I have always had a penchant for speculating on time travel and alternate universes, versus our perception of reality - that is until I “break my noodle”.
The argument against time travel is that physics alone wouldn’t not allow you to go back and undo something that physics allowed to happen: you cannot go back in time and kill your father before you were conceived. I happen to not agree with that. I believe that you would be able to do something that stupid. Physics doesn’t discriminate. Physics also theorizes that the combined amount of energy and matter in the universe is a constant, and must remain so.
This seems to relate directly to the multiple universe theory.
So what would happen in the above scenario? Here’s my take.
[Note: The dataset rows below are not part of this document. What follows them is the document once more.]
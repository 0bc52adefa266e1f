//! Utilities for [`std::process::Command`].
//!
//! [`Runner::checked`] is used for short-lived configuration commands (`ip`, `tc`, `sysctl`) and
//! turns a non-zero exit into an error. [`Runner::with_timeout`] is used for user commands: it
//! captures output incrementally, so that a process killed at its deadline still reports what it
//! printed so far.

use std::{
    fmt::{self, Display},
    io,
    os::unix::process::{CommandExt as _, ExitStatusExt as _},
    process::{self, Stdio},
    sync::Arc,
    time::Duration,
};

use nix::{
    sys::signal::{self, Signal},
    unistd::Pid,
};
use parking_lot::Mutex;
use tokio::io::{AsyncRead, AsyncReadExt as _};

/// How long to keep draining pipes after the process is gone. Grandchildren may inherit the pipes
/// and keep them open past the deadline.
const DRAIN_GRACE: Duration = Duration::from_millis(200);

/// How long a process gets to exit after `SIGTERM` at the deadline before it is killed.
pub const TERM_GRACE: Duration = Duration::from_millis(500);

#[derive(Debug, thiserror::Error)]
pub enum Error {
    #[error("empty command provided")]
    Empty,
    #[error("io error: {0}")]
    Io(#[from] io::Error),
    #[error("`{command}` exited with {}: {}", .output.exit, .output.stderr.trim())]
    NonZero { command: String, output: Output },
}

pub type Result<T> = std::result::Result<T, Error>;

/// How a process terminated.
#[derive(Debug, Clone, Copy, PartialEq, Eq, Hash)]
pub enum ExitCode {
    /// The process exited with the given status code.
    Code(i32),
    /// The process was terminated by the given signal.
    Signal(i32),
    /// The process was still running at the deadline and has been killed.
    Timeout,
}

impl ExitCode {
    #[inline]
    pub fn success(&self) -> bool {
        matches!(self, Self::Code(0))
    }
}

impl From<process::ExitStatus> for ExitCode {
    fn from(status: process::ExitStatus) -> Self {
        match (status.code(), status.signal()) {
            (Some(code), _) => Self::Code(code),
            (None, Some(signal)) => Self::Signal(signal),
            // Neither a code nor a signal: treat as an abnormal exit.
            (None, None) => Self::Code(-1),
        }
    }
}

impl Display for ExitCode {
    fn fmt(&self, f: &mut fmt::Formatter<'_>) -> fmt::Result {
        match self {
            Self::Code(code) => write!(f, "exit code {code}"),
            Self::Signal(signal) => write!(f, "signal {signal}"),
            Self::Timeout => write!(f, "timeout"),
        }
    }
}

/// Captured result of a process.
#[derive(Debug, Clone, PartialEq, Eq)]
pub struct Output {
    pub exit: ExitCode,
    pub stdout: String,
    pub stderr: String,
}

impl Output {
    pub fn new(exit: ExitCode, stdout: impl Into<String>, stderr: impl Into<String>) -> Self {
        Self { exit, stdout: stdout.into(), stderr: stderr.into() }
    }

    /// A successful, silent output.
    pub fn empty() -> Self {
        Self::new(ExitCode::Code(0), String::new(), String::new())
    }

    #[inline]
    pub fn success(&self) -> bool {
        self.exit.success()
    }
}

impl From<process::Output> for Output {
    fn from(value: process::Output) -> Self {
        Self {
            exit: value.status.into(),
            stdout: String::from_utf8_lossy(&value.stdout).to_string(),
            stderr: String::from_utf8_lossy(&value.stderr).to_string(),
        }
    }
}

/// A growable buffer shared between a pipe reader and the caller.
#[derive(Debug, Clone, Default)]
struct Capture(Arc<Mutex<Vec<u8>>>);

impl Capture {
    async fn fill<R: AsyncRead + Unpin>(self, mut pipe: R) {
        let mut chunk = [0u8; 4096];
        loop {
            match pipe.read(&mut chunk).await {
                Ok(0) | Err(_) => break,
                Ok(n) => self.0.lock().extend_from_slice(&chunk[..n]),
            }
        }
    }

    fn contents(&self) -> String {
        String::from_utf8_lossy(&self.0.lock()).to_string()
    }
}

#[derive(Debug)]
pub struct Runner;

impl Runner {
    /// Runs `args[0]` with the remaining arguments and waits for it to finish. A non-zero exit
    /// status is returned as [`Error::NonZero`].
    pub fn checked(args: &[&str]) -> Result<Output> {
        let (program, rest) = args.split_first().ok_or(Error::Empty)?;
        let mut cmd = process::Command::new(program);
        cmd.args(rest).stdin(Stdio::null()).stderr(Stdio::piped()).stdout(Stdio::piped());

        tracing::debug!(?cmd, "running command");

        let output: Output = cmd.spawn()?.wait_with_output()?.into();

        if !output.success() {
            tracing::debug!(?output.stderr, %output.exit, ?cmd, "command returned non-zero status");
            return Err(Error::NonZero { command: args.join(" "), output });
        }

        Ok(output)
    }

    /// Runs `args[0]` with the remaining arguments, killing it if it is still running after
    /// `timeout`.
    ///
    /// The process is started in its own process group. At the deadline the process and its group
    /// get `SIGTERM`, and whatever is still running [`TERM_GRACE`] later gets `SIGKILL`. A
    /// non-zero exit status is not an error: it is reported in [`Output::exit`].
    pub fn with_timeout(args: &[&str], timeout: Duration) -> Result<Output> {
        let (program, rest) = args.split_first().ok_or(Error::Empty)?;
        let mut cmd = process::Command::new(program);
        cmd.args(rest)
            .stdin(Stdio::null())
            .stderr(Stdio::piped())
            .stdout(Stdio::piped())
            .process_group(0);

        tracing::debug!(?cmd, ?timeout, "running command with deadline");

        let rt = tokio::runtime::Builder::new_current_thread().enable_all().build()?;
        rt.block_on(wait_with_deadline(cmd.into(), timeout))
    }
}

async fn wait_with_deadline(mut cmd: tokio::process::Command, timeout: Duration) -> Result<Output> {
    // Dropping the child on any early return kills it.
    cmd.kill_on_drop(true);
    let mut child = cmd.spawn()?;

    let stdout = Capture::default();
    let stderr = Capture::default();
    let readers = [
        child.stdout.take().map(|pipe| tokio::spawn(stdout.clone().fill(pipe))),
        child.stderr.take().map(|pipe| tokio::spawn(stderr.clone().fill(pipe))),
    ];

    let waited = tokio::time::timeout(timeout, child.wait()).await;
    let exit = match waited {
        Ok(status) => ExitCode::from(status?),
        Err(_) => {
            tracing::debug!(pid = ?child.id(), ?timeout, "deadline elapsed, terminating process");
            terminate(&mut child).await;
            ExitCode::Timeout
        }
    };

    for reader in readers.into_iter().flatten() {
        if tokio::time::timeout(DRAIN_GRACE, reader).await.is_err() {
            tracing::debug!("pipe still open after exit, keeping partial output");
        }
    }

    Ok(Output { exit, stdout: stdout.contents(), stderr: stderr.contents() })
}

/// Stops a process that ran past its deadline. `sudo` relays `SIGTERM` to the command it runs
/// but cannot relay `SIGKILL`, so the polite signal goes first.
async fn terminate(child: &mut tokio::process::Child) {
    send(child, Signal::SIGTERM);
    if tokio::time::timeout(TERM_GRACE, child.wait()).await.is_ok() {
        return;
    }

    tracing::debug!(pid = ?child.id(), "process survived SIGTERM, killing it");
    send(child, Signal::SIGKILL);
    if let Err(e) = child.kill().await {
        tracing::debug!(?e, "failed to kill child");
    }
}

/// Sends `sig` to `child` and to the process group it leads.
fn send(child: &tokio::process::Child, sig: Signal) {
    let Some(pid) = child.id().and_then(|pid| i32::try_from(pid).ok()) else { return };
    let pid = Pid::from_raw(pid);

    if let Err(e) = signal::kill(pid, sig) {
        tracing::debug!(?e, %pid, ?sig, "failed to signal process");
    }
    if let Err(e) = signal::killpg(pid, sig) {
        // Expected when the group runs with higher privileges (e.g. under sudo).
        tracing::debug!(?e, %pid, ?sig, "failed to signal process group");
    }
}

#[cfg(test)]
mod tests {
    use super::*;

    #[test]
    fn checked_captures_stdout() {
        let _ = tracing_subscriber::fmt::try_init();

        let output = Runner::checked(&["sh", "-c", "echo hello"]).unwrap();
        assert_eq!(output.exit, ExitCode::Code(0));
        assert_eq!(output.stdout.trim(), "hello");
    }

    #[test]
    fn checked_reports_non_zero() {
        let err = Runner::checked(&["sh", "-c", "echo oops >&2; exit 3"]).unwrap_err();
        match err {
            Error::NonZero { output, .. } => {
                assert_eq!(output.exit, ExitCode::Code(3));
                assert_eq!(output.stderr.trim(), "oops");
            }
            other => panic!("unexpected error: {other}"),
        }
    }

    #[test]
    fn empty_command_is_rejected() {
        assert!(matches!(Runner::checked(&[]), Err(Error::Empty)));
        assert!(matches!(Runner::with_timeout(&[], Duration::from_secs(1)), Err(Error::Empty)));
    }

    #[test]
    fn non_zero_exit_is_data_with_deadline() {
        let args = ["sh", "-c", "echo out; exit 2"];
        let output = Runner::with_timeout(&args, Duration::from_secs(5)).unwrap();
        assert_eq!(output.exit, ExitCode::Code(2));
        assert!(!output.success());
        assert_eq!(output.stdout.trim(), "out");
    }

    #[test]
    fn timeout_keeps_partial_output() {
        let _ = tracing_subscriber::fmt::try_init();

        let start = std::time::Instant::now();
        let output = Runner::with_timeout(
            &["sh", "-c", "echo before; sleep 30; echo after"],
            Duration::from_millis(300),
        )
        .unwrap();

        assert_eq!(output.exit, ExitCode::Timeout);
        assert_eq!(output.stdout.trim(), "before");
        assert!(start.elapsed() < Duration::from_secs(10), "runner did not honour the deadline");
    }

    /// Whether `pid` has exited, counting zombies nobody reaped yet.
    fn exited(pid: u32) -> bool {
        match std::fs::read_to_string(format!("/proc/{pid}/stat")) {
            Ok(stat) => {
                stat.rsplit(')').next().is_some_and(|rest| rest.trim_start().starts_with('Z'))
            }
            Err(_) => true,
        }
    }

    #[test]
    fn timeout_terminates_the_whole_group() {
        let _ = tracing_subscriber::fmt::try_init();

        let output = Runner::with_timeout(
            &["sh", "-c", "trap 'echo stopping; exit 0' TERM; sleep 30 & echo $!; wait"],
            Duration::from_millis(300),
        )
        .unwrap();
        assert_eq!(output.exit, ExitCode::Timeout);

        let mut lines = output.stdout.lines();
        let sleeper: u32 = lines.next().unwrap().trim().parse().unwrap();
        // The shell got SIGTERM rather than SIGKILL.
        assert_eq!(lines.next(), Some("stopping"));

        let gone = (0..20).any(|_| {
            std::thread::sleep(Duration::from_millis(50));
            exited(sleeper)
        });
        assert!(gone, "background process {sleeper} outlived the deadline");
    }

    #[test]
    fn exit_code_display() {
        assert_eq!(ExitCode::Code(1).to_string(), "exit code 1");
        assert_eq!(ExitCode::Timeout.to_string(), "timeout");
        assert!(ExitCode::Code(0).success());
        assert!(!ExitCode::Signal(9).success());
    }
}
You are born at moment X. When you are 18 years old (X + 18) you find a time machine and go back to X - 1 and kill your father. What would happen to you? I personally think that you already exist, so you cannot suddenly unexist - in at least one universe.
Since your father was killed before you were conceived, there is a universe where you will never exist. There is also a universe where you father was killed before you were conceived, but you still exist anyway. And there is another universe where you never got in the time machine to begin with, so nothing of note happened.
This lends a lot to fate. It pretty much says that fate exists, but in a more universal way. That is, several different fates exist, one for each possible outcome. So fate becomes inevitable, since every possible option will happen.
There are other quandries here. In the movie “The Time Machine”, the most recent version with Guy Pierce, the main character is a scientist/inventor. He is slightly late in meeting his fiance for an iceskating date. They then go off and get robbed, and she gets killed. Determined to reverse this, the main character builds the time machine, and three years later (in linear time) he goes back to five minutes before he met up with his fiance at the iceskating rink. He meets her before the original main character does, and he wisks her away. She then gets tramples to death by a horse and carriage. The main character is resigned to fate, saying, “I can come back a thousand times, and witness her die a thousand different ways.” That’s when he gives up on the present day and gets in his time machine and zooms off into the future past all that would be recognizable to him.
I want to dissect this situation. Here are the universes that would exist from this episode:
- The fiance dies after getting robbed. The main character lives out his life.
- The fiance is rescued by the time travelling main character only to die moments later by the horse and carriage. The main character lives out his life.
- The original main character cannot find his fiance at the iceskating rink, buries her body when he finds out she has been killed by a horse and carriage, and lives out his life.
Plus, any multitude of individual deviations from these events. So at the same time, the fiance is alive, dead, rescued, and dead again. The main character is simultaneously alive, has a double of himself running around, and then doesn’t even exist in this universe.
This begs the question: if he really did come back a thousand times to witness his fiance die a thousand different ways, wouldn’t there be a thousand clones of him, each one a few minutes older than the previous one, all over the place? The answer is obviously, “yes.” Maybe that is how humans will achieve immortality?